The Company signed a lease extension agreement with Cummings Properties which began on October 1, 2013. The lease is for a term of five years ending on September 30, 2018, and requires monthly payments of approximately $18,000. Innovative Medical Research Inc., a company owned by Leo Ehrlich and Dr. Krishna Menon, officers of the Company, has co-signed the lease and subleases 200 square feet of space previously used by the Company and pays the Company $900 per month.

 

As of March 31, 2017, future minimum lease payments to Cummings Properties required under the non-cancelable operating lease are as follows (rounded to nearest thousand):

 

Year ending June 30,

 

 

 

2017

 

 

55,000

 

2018

 

 

217,000

 

2019

 

 

54,000

 

 

 

 

 

 

Total minimum payments

 

$ 326,000

 

 

Rent expense, net of lease income, under this operating lease agreement was approximately $52,000 and $51,000, for the three months ended March 31, 2017 and 2016, respectively and was approximately $153,000 and $152,000 for the nine months ended March 31, 2017 and 2016, respectively.

 

Contractual Commitments

 

The Company has no contractual minimum commitments to contract research organizations as of March 31, 2017. Services are billed to Cellceutix when performed by the vendors.

 

9. Related Party Transactions

 

Office Lease

 

Dr.

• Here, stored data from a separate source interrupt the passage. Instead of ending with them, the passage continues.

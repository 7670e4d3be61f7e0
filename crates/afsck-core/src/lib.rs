#![forbid(unsafe_code)]
//! Inode checking core of the APFS consistency checker.
//!
//! The catalog layer walks the catalog in key order and hands every inode
//! record to [`Checker::parse_inode_record`]. Directory entry and extent
//! parsing feed the same [`Checker`] through [`Checker::get_inode`] and
//! [`Checker::get_dstream`]. Once the whole catalog has been seen,
//! [`Checker::finish`] releases the tables, running the checks that need
//! global information (link counts, child counts, extent coverage) on every
//! inode before it is dropped.
//!
//! Nothing here writes to the image.

pub mod dstream;
pub mod ids;
pub mod inode;
pub mod report;
pub mod xfield;

pub use dstream::{CnidUse, Dstream, ListedCnid};
pub use ids::{IdViolation, check_inode_ids};
pub use inode::{Inode, InodeStats, check_inode_stats};
pub use report::{Finding, ReportPolicy, Reporter};
pub use xfield::parse_inode_xfields;

use afsck_error::{FsckError, Result};
use afsck_htable::IdTable;
use afsck_types::{InodeNumber, ParseError};
use serde::{Deserialize, Serialize};
use tracing::{error, info};

pub(crate) const INODE_RECORD: &str = "Inode record";

/// Convert a byte-level `ParseError` into an `FsckError`.
pub(crate) fn parse_to_fsck_error(e: &ParseError) -> FsckError {
    FsckError::Parse(e.to_string())
}

/// Scan options.
#[derive(Debug, Clone, Copy, Default, PartialEq, Eq, Serialize, Deserialize)]
#[serde(default)]
pub struct CheckOptions {
    pub policy: ReportPolicy,
}

/// Outcome of a scan that ran to the end.
#[derive(Debug, Clone, PartialEq, Eq, Serialize)]
pub struct CheckSummary {
    pub stats: InodeStats,
    pub inodes_checked: usize,
    /// Every corruption found, in the order it was reported.
    pub findings: Vec<Finding>,
}

impl CheckSummary {
    #[must_use]
    pub fn is_clean(&self) -> bool {
        self.findings.is_empty()
    }
}

/// State shared by every stage of one catalog scan.
#[derive(Debug)]
pub struct Checker {
    reporter: Reporter,
    stats: InodeStats,
    inodes: IdTable<Inode>,
    dstreams: IdTable<Dstream>,
    cnids: IdTable<ListedCnid>,
}

impl Checker {
    /// Set up empty tables for a new scan.
    pub fn new(options: CheckOptions) -> Result<Self> {
        Ok(Self {
            reporter: Reporter::new(options.policy),
            stats: InodeStats::default(),
            inodes: IdTable::new()?,
            dstreams: IdTable::new()?,
            cnids: IdTable::new()?,
        })
    }

    /// Find or create the inode structure for `ino`.
    pub fn get_inode(&mut self, ino: InodeNumber) -> Result<&mut Inode> {
        self.inodes.get_or_create(ino.0)
    }

    #[must_use]
    pub fn inode(&self, ino: InodeNumber) -> Option<&Inode> {
        self.inodes.get(ino.0)
    }

    /// Find or create the data stream structure for `id`.
    pub fn get_dstream(&mut self, id: u64) -> Result<&mut Dstream> {
        self.dstreams.get_or_create(id)
    }

    /// Find or create the cnid structure for `id`.
    pub fn get_listed_cnid(&mut self, id: u64) -> Result<&mut ListedCnid> {
        self.cnids.get_or_create(id)
    }

    #[must_use]
    pub fn cnid_used_by(&self, id: u64, kind: CnidUse) -> bool {
        self.cnids.get(id).is_some_and(|cnid| cnid.is_used_by(kind))
    }

    /// Report a corruption found by a collaborating stage.
    pub fn report(&mut self, context: &str, detail: &str) -> Result<()> {
        self.reporter.report(context, detail)
    }

    #[must_use]
    pub fn stats(&self) -> &InodeStats {
        &self.stats
    }

    #[must_use]
    pub fn findings(&self) -> &[Finding] {
        self.reporter.findings()
    }

    /// End the scan: check and free every inode, then free the other tables.
    ///
    /// The inode table goes first because its checks read the data streams.
    pub fn finish(self) -> Result<CheckSummary> {
        let Self {
            mut reporter,
            stats,
            inodes,
            dstreams,
            cnids,
        } = self;

        let inodes_checked = inodes.len();
        inodes.for_each_then_free(|inode| check_inode_stats(&inode, &dstreams, &mut reporter))?;
        dstreams.for_each_then_free(|_| Ok(()))?;
        cnids.for_each_then_free(|_| Ok(()))?;

        let findings = reporter.into_findings();
        info!(
            inodes_checked,
            files = stats.files,
            dirs = stats.dirs,
            symlinks = stats.symlinks,
            special = stats.special,
            findings = findings.len(),
            "catalog inode checks complete"
        );
        Ok(CheckSummary {
            stats,
            inodes_checked,
            findings,
        })
    }
}

/// Top-level boundary for unrecoverable errors.
///
/// Passes everything through except fatal errors (allocation failure), which
/// are printed to stderr before the process exits with a non-zero status.
pub fn exit_on_fatal<T>(result: Result<T>) -> Result<T> {
    match result {
        Err(err) if err.is_fatal() => {
            error!(error = %err, "fatal error, exiting");
            eprintln!("afsck: {err}");
            std::process::exit(err.exit_code());
        }
        other => other,
    }
}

Menon, one of the Company’s principal shareholders, President of Research and Director, also serves as the Chief Operating Officer and Director of Kard Scientific (“KARD”). On December 7, 2007, the Company began renting office space from KARD, on a month to month basis for $900 per month. This continued through August 2013 and since September 1, 2013, the Company no longer leases space from KARD or pays rent to KARD.

 

In September 2013, the Company signed a lease extension agreement with Cummings Properties for the Company’s offices and laboratories at 100 Cummings Center, Suite 151-B Beverly, MA 01915. The lease is for a term of five years from October 1, 2013 to September 30, 2018 and requires monthly payments of approximately $18,000. Cellceutix had taken over the space occupied by KARD. In addition, Innovative Medical Research Inc., (“Innovative Medical”) a company owned by Leo Ehrlich and Dr. Krishna Menon, officers and directors of Cellecutix, has co-signed the lease and rents approximately 200 square feet of office space, the space previously used by Cellceutix and pays Cellceutix $900 per month, the same amount Cellceutix previously paid KARD. Innovative Medical paid total rent of approximately $3,000 and $9,000 to Cellceutix for both of the three months and nine months ended March 31, 2017 and 2016, respectively, and the rental payment was offset with the accrued rent owed to KARD.

 

At March 31, 2017 and June 30, 2016, rent payable to KARD of approximately $24,000 and $32,000, respectively, were included in accrued rent – related party.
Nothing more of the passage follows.